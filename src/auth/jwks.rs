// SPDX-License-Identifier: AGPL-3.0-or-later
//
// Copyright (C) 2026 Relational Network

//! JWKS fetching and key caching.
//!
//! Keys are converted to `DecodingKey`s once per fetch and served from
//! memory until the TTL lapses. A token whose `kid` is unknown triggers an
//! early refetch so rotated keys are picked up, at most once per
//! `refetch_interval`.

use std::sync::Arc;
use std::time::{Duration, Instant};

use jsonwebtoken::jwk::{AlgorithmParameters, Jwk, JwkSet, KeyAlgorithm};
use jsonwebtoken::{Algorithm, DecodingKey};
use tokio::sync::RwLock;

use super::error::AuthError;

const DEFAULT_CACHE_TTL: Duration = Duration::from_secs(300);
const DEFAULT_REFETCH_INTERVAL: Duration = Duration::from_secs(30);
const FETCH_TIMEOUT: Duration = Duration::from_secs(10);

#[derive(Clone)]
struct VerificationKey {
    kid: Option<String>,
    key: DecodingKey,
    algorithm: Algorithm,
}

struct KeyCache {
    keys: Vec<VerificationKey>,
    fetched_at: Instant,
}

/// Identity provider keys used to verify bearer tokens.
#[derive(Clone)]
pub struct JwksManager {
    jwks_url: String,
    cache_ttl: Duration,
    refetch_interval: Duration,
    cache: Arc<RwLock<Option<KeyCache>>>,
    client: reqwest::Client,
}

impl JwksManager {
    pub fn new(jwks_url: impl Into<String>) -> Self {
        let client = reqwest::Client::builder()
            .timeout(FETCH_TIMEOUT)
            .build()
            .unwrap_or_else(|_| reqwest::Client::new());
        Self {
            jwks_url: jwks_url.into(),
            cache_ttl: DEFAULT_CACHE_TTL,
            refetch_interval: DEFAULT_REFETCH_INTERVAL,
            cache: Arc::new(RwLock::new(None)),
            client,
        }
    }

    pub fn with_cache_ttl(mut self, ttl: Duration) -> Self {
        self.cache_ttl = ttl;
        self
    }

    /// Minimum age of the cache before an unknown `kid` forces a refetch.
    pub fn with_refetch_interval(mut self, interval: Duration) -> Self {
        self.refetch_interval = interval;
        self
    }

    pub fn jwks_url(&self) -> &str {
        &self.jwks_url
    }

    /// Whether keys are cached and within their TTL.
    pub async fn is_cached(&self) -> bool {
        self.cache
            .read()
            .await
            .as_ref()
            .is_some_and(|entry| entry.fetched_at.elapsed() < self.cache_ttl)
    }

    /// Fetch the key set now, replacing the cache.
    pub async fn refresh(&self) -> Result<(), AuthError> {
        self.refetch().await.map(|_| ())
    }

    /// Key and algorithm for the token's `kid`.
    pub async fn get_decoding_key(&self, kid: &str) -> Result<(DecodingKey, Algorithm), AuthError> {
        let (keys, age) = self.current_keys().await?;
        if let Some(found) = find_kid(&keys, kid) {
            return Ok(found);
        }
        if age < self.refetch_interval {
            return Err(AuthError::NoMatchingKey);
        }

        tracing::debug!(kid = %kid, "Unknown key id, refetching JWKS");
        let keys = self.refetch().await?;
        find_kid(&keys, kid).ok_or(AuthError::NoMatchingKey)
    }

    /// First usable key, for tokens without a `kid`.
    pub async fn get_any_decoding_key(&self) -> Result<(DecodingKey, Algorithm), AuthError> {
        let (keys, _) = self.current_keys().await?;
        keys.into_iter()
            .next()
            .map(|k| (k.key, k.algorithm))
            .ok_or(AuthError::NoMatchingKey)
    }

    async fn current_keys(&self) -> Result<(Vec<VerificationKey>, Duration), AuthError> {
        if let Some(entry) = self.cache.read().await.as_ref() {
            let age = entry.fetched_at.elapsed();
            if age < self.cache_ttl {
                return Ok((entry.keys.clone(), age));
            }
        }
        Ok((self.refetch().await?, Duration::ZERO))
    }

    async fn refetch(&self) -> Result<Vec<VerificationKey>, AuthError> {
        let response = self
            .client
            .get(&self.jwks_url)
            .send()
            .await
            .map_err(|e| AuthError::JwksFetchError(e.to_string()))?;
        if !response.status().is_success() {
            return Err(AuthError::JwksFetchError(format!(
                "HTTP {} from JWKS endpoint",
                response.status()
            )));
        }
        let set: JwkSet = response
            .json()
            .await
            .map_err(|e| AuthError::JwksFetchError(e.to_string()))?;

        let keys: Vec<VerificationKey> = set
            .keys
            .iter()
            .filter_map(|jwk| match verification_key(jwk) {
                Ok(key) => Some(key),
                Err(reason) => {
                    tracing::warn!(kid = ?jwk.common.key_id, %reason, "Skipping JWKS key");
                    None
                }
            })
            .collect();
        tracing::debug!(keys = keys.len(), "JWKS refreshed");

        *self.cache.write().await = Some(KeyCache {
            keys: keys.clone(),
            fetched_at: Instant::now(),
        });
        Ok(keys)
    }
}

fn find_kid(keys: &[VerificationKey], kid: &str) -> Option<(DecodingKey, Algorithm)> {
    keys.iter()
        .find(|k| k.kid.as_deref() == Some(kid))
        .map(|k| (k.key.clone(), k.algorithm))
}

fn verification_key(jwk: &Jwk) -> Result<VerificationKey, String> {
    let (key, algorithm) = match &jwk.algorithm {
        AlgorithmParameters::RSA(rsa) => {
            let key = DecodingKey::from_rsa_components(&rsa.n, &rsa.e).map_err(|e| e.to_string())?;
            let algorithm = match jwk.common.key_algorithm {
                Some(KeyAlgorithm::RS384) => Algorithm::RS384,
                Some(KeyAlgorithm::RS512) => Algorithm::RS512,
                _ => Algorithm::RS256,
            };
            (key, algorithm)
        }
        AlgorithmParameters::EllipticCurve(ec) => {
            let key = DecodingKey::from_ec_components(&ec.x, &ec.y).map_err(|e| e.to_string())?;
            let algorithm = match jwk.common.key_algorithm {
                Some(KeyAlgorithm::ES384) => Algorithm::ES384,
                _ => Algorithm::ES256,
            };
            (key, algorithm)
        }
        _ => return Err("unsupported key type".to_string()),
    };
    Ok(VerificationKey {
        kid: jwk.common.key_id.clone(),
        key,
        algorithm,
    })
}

WORK TASK
Print, exactly as written, the first line of the records above and each line after it until the line with "pub async fn is_cached(&self)", which is printed too.

YOUR RESPONSE
filename src/auth/jwks.rs
// SPDX-License-Identifier: AGPL-3.0-or-later
//
// Copyright (C) 2026 Relational Network

//! JWKS fetching and key caching.
//!
//! Keys are converted to `DecodingKey`s once per fetch and served from
//! memory until the TTL lapses. A token whose `kid` is unknown triggers an
//! early refetch so rotated keys are picked up, at most once per
//! `refetch_interval`.

use std::sync::Arc;
use std::time::{Duration, Instant};

use jsonwebtoken::jwk::{AlgorithmParameters, Jwk, JwkSet, KeyAlgorithm};
use jsonwebtoken::{Algorithm, DecodingKey};
use tokio::sync::RwLock;

use super::error::AuthError;

const DEFAULT_CACHE_TTL: Duration = Duration::from_secs(300);
const DEFAULT_REFETCH_INTERVAL: Duration = Duration::from_secs(30);
const FETCH_TIMEOUT: Duration = Duration::from_secs(10);

#[derive(Clone)]
struct VerificationKey {
    kid: Option<String>,
    key: DecodingKey,
    algorithm: Algorithm,
}

struct KeyCache {
    keys: Vec<VerificationKey>,
    fetched_at: Instant,
}

/// Identity provider keys used to verify bearer tokens.
#[derive(Clone)]
pub struct JwksManager {
    jwks_url: String,
    cache_ttl: Duration,
    refetch_interval: Duration,
    cache: Arc<RwLock<Option<KeyCache>>>,
    client: reqwest::Client,
}

impl JwksManager {
    pub fn new(jwks_url: impl Into<String>) -> Self {
        let client = reqwest::Client::builder()
            .timeout(FETCH_TIMEOUT)
            .build()
            .unwrap_or_else(|_| reqwest::Client::new());
        Self {
            jwks_url: jwks_url.into(),
            cache_ttl: DEFAULT_CACHE_TTL,
            refetch_interval: DEFAULT_REFETCH_INTERVAL,
            cache: Arc::new(RwLock::new(None)),
            client,
        }
    }

    pub fn with_cache_ttl(mut self, ttl: Duration) -> Self {
        self.cache_ttl = ttl;
        self
    }

    /// Minimum age of the cache before an unknown `kid` forces a refetch.
    pub fn with_refetch_interval(mut self, interval: Duration) -> Self {
        self.refetch_interval = interval;
        self
    }

    pub fn jwks_url(&self) -> &str {
        &self.jwks_url
    }

    /// Whether keys are cached and within their TTL.
    pub async fn is_cached(&self) -> bool {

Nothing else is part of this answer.